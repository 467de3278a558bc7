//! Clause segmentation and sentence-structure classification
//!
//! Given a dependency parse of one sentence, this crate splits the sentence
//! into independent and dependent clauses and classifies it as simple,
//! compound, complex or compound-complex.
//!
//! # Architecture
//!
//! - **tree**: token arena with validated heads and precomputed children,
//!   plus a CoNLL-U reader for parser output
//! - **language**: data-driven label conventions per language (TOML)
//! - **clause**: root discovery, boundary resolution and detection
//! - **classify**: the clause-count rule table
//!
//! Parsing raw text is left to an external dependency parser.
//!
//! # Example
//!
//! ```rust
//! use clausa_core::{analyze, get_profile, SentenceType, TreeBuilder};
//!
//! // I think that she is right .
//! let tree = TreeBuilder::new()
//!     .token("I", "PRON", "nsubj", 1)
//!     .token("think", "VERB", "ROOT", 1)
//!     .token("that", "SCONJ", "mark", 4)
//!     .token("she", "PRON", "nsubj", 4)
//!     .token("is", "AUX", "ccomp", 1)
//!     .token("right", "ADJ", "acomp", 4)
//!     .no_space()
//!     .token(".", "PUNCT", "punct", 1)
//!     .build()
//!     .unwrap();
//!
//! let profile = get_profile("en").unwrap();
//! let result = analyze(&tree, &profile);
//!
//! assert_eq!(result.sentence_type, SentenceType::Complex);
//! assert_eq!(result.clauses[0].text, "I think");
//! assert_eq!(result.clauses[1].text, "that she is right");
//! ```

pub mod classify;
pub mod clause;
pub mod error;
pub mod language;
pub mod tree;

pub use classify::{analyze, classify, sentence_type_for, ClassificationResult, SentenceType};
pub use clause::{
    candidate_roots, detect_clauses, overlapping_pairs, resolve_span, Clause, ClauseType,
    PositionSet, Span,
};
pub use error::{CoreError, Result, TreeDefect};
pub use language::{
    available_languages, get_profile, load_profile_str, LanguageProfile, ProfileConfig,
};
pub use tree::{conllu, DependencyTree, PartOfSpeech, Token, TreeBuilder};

○ ○ ○ ○

REQUIREMENT
Take every line of the material that contains the word "nsubj", and copy it.

SOLUTION
//!     .token("I", "PRON", "nsubj", 1)
//!     .token("she", "PRON", "nsubj", 4)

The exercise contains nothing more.